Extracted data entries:
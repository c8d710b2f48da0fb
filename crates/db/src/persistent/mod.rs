//! Persistent backend on top of `sled`.

pub mod config;
pub mod store;

pub use self::{config::SledConfig, store::SledStore};
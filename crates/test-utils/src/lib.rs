//! This crate provides test-utilities shared by the crates of the liquid-stake workspace.
//!
//! These are mostly generators of arbitrary records and ready-made fixtures for host chains and
//! deposits.

pub mod arbitrary_generator;
pub mod fixtures;
//! The deposit accounting and exchange-rate core of the liquid-staking protocol.
//!
//! Everything is driven through a [`keeper::Keeper`], which owns the external collaborators, and
//! runs inside a unit of work opened by [`keeper::Keeper::execute`]. A unit of work stages all
//! store writes, events and telemetry samples in a [`ctx::Ctx`] and only makes them visible once
//! the operation returns successfully.
//!
//! The operations are grouped by concern:
//!
//! - [`lifecycle`]: creating epoch deposits and moving them through their lifecycle.
//! - [`redemption`]: the waterfall that covers withdrawals from pending deposits.
//! - [`rates`]: the exchange-rate engine and its safety band.
//! - [`ibc`]: the cross-chain plumbing the above rely on.
//! - [`hooks`]: reactions to epoch boundaries.

pub mod ctx;
pub mod errors;
pub mod events;
pub mod hooks;
pub mod ibc;
pub mod interfaces;
pub mod keeper;
pub mod lifecycle;
pub mod logging;
pub mod rates;
pub mod redemption;
pub mod telemetry;

#[cfg(test)]
pub(crate) mod testing;
//! Value-based transition testing helpers.
//!
//! These helpers make it easy to write declarative tests for individual transitions and
//! sequences of events.

use std::fmt::Debug;

use crate::state_machine::{SMOutput, StateMachine};

/// Describes a valid state transition for value-based testing.
#[derive(Debug)]
pub(crate) struct Transition<S, E, D> {
    /// The initial state before the transition
    pub(crate) from_state: S,
    /// The event that triggers the transition
    pub(crate) event: E,
    /// The expected state after the transition
    pub(crate) expected_state: S,
    /// The expected duties emitted during the transition
    pub(crate) expected_duties: Vec<D>,
}

/// Test a single state transition with concrete values.
///
/// Creates a state machine in the initial state, processes the event, and verifies the final
/// state and the emitted duties.
pub(crate) fn test_transition<SM, S, E, D, Err, CreateFn, GetStateFn>(
    create_sm: CreateFn,
    get_state: GetStateFn,
    transition: Transition<S, E, D>,
) where
    SM: StateMachine<Event = E, Duty = D, Error = Err>,
    S: PartialEq + Debug,
    D: PartialEq + Debug,
    Err: Debug,
    CreateFn: Fn(S) -> SM,
    GetStateFn: Fn(&SM) -> &S,
{
    let mut sm = create_sm(transition.from_state);

    let result = sm.process_event(transition.event);

    assert!(
        result.is_ok(),
        "Expected successful transition, got error: {:?}",
        result.unwrap_err()
    );

    let output = result.unwrap();

    assert_eq!(
        get_state(&sm),
        &transition.expected_state,
        "State mismatch after transition"
    );

    assert_eq!(output.duties, transition.expected_duties, "Duties mismatch");
}

/// Describes an invalid state-event pair that should produce an error.
#[derive(Debug)]
pub(crate) struct InvalidTransition<S, E, Err> {
    /// The initial state
    pub(crate) from_state: S,
    /// The event that should be rejected
    pub(crate) event: E,
    /// A function to verify the error type
    pub(crate) expected_error: fn(&Err) -> bool,
}

/// Test that an invalid transition produces the expected error and leaves the state untouched.
pub(crate) fn test_invalid_transition<SM, S, E, D, Err, CreateFn, GetStateFn>(
    create_sm: CreateFn,
    get_state: GetStateFn,
    invalid: InvalidTransition<S, E, Err>,
) where
    SM: StateMachine<Event = E, Duty = D, Error = Err>,
    S: Clone + PartialEq + Debug,
    D: Debug,
    Err: Debug,
    CreateFn: Fn(S) -> SM,
    GetStateFn: Fn(&SM) -> &S,
{
    let initial_state = invalid.from_state.clone();
    let mut sm = create_sm(invalid.from_state);

    let result = sm.process_event(invalid.event);

    assert!(result.is_err(), "Expected error, but transition succeeded");

    let err = result.unwrap_err();

    assert!(
        (invalid.expected_error)(&err),
        "Error type mismatch. Got: {:?}, Expected: {:?}",
        err,
        invalid.expected_error
    );

    assert_eq!(get_state(&sm), &initial_state, "State changed despite error");
}

/// Event sequence tester.
///
/// Runs a sequence of concrete events through a state machine and collects all outputs for
/// verification.
#[derive(Debug)]
pub(crate) struct EventSequence<SM, S, GetStateFn>
where
    SM: StateMachine,
    GetStateFn: Fn(&SM) -> &S,
{
    sm: SM,
    get_state: GetStateFn,
    outputs: Vec<SMOutput<SM::Duty>>,
    errors: Vec<(usize, SM::Error)>, // Store index instead of event to avoid Clone requirement
}

impl<SM, S, GetStateFn> EventSequence<SM, S, GetStateFn>
where
    SM: StateMachine,
    GetStateFn: Fn(&SM) -> &S,
{
    /// Creates a new event sequence tester.
    pub(crate) const fn new(sm: SM, get_state: GetStateFn) -> Self {
        Self {
            sm,
            get_state,
            outputs: Vec::new(),
            errors: Vec::new(),
        }
    }

    /// Process an event and record the result.
    pub(crate) fn process(&mut self, event: SM::Event) -> &mut Self {
        let event_idx = self.outputs.len() + self.errors.len();
        match self.sm.process_event(event) {
            Ok(output) => self.outputs.push(output),
            Err(e) => self.errors.push((event_idx, e)),
        }
        self
    }

    /// Get reference to the current state.
    pub(crate) fn state(&self) -> &S {
        (self.get_state)(&self.sm)
    }

    /// Assert that all events succeeded (no errors).
    pub(crate) fn assert_no_errors(&self) -> &Self
    where
        SM::Error: Debug,
    {
        assert!(
            self.errors.is_empty(),
            "Expected no errors, but got {} errors at indices: {:?}",
            self.errors.len(),
            self.errors.iter().map(|(idx, _)| idx).collect::<Vec<_>>()
        );
        self
    }

    /// Assert the final state matches expectation.
    pub(crate) fn assert_final_state(&self, expected: &S) -> &Self
    where
        S: PartialEq + Debug,
    {
        assert_eq!(self.state(), expected, "Final state mismatch");

        self
    }

    /// Get all duties emitted during the sequence.
    pub(crate) fn all_duties(&self) -> Vec<&SM::Duty> {
        self.outputs.iter().flat_map(|o| &o.duties).collect()
    }

    /// Get all the errors during processing.
    pub(crate) fn all_errors(&self) -> Vec<&SM::Error> {
        self.errors.iter().map(|(_, e)| e).collect()
    }
}
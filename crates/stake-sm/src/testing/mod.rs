//! Generic testing utilities for state machines.
//!
//! - [`transition`] - Value-based transition testing helpers
//! - [`proptest`] - Property-based testing macros

pub(crate) mod proptest;
pub(crate) mod transition;

pub(crate) use transition::{
    test_invalid_transition, test_transition, EventSequence, InvalidTransition, Transition,
};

Task to complete:
Return exactly the lines of the data, and only those, from the line with "let event_idx = self.outputs.len()" through the last line, inclusive.

Task result:
        let event_idx = self.outputs.len() + self.errors.len();
        match self.sm.process_event(event) {
            Ok(output) => self.outputs.push(output),
            Err(e) => self.errors.push((event_idx, e)),
        }
        self
    }

    /// Get reference to the current state.
    pub(crate) fn state(&self) -> &S {
        (self.get_state)(&self.sm)
    }

    /// Assert that all events succeeded (no errors).
    pub(crate) fn assert_no_errors(&self) -> &Self
    where
        SM::Error: Debug,
    {
        assert!(
            self.errors.is_empty(),
            "Expected no errors, but got {} errors at indices: {:?}",
            self.errors.len(),
            self.errors.iter().map(|(idx, _)| idx).collect::<Vec<_>>()
        );
        self
    }

    /// Assert the final state matches expectation.
    pub(crate) fn assert_final_state(&self, expected: &S) -> &Self
    where
        S: PartialEq + Debug,
    {
        assert_eq!(self.state(), expected, "Final state mismatch");

        self
    }

    /// Get all duties emitted during the sequence.
    pub(crate) fn all_duties(&self) -> Vec<&SM::Duty> {
        self.outputs.iter().flat_map(|o| &o.duties).collect()
    }

    /// Get all the errors during processing.
    pub(crate) fn all_errors(&self) -> Vec<&SM::Error> {
        self.errors.iter().map(|(_, e)| e).collect()
    }
}
filename crates/stake-sm/src/testing/mod.rs
//! Generic testing utilities for state machines.
//!
//! - [`transition`] - Value-based transition testing helpers
//! - [`proptest`] - Property-based testing macros

pub(crate) mod proptest;
pub(crate) mod transition;

pub(crate) use transition::{
    test_invalid_transition, test_transition, EventSequence, InvalidTransition, Transition,
};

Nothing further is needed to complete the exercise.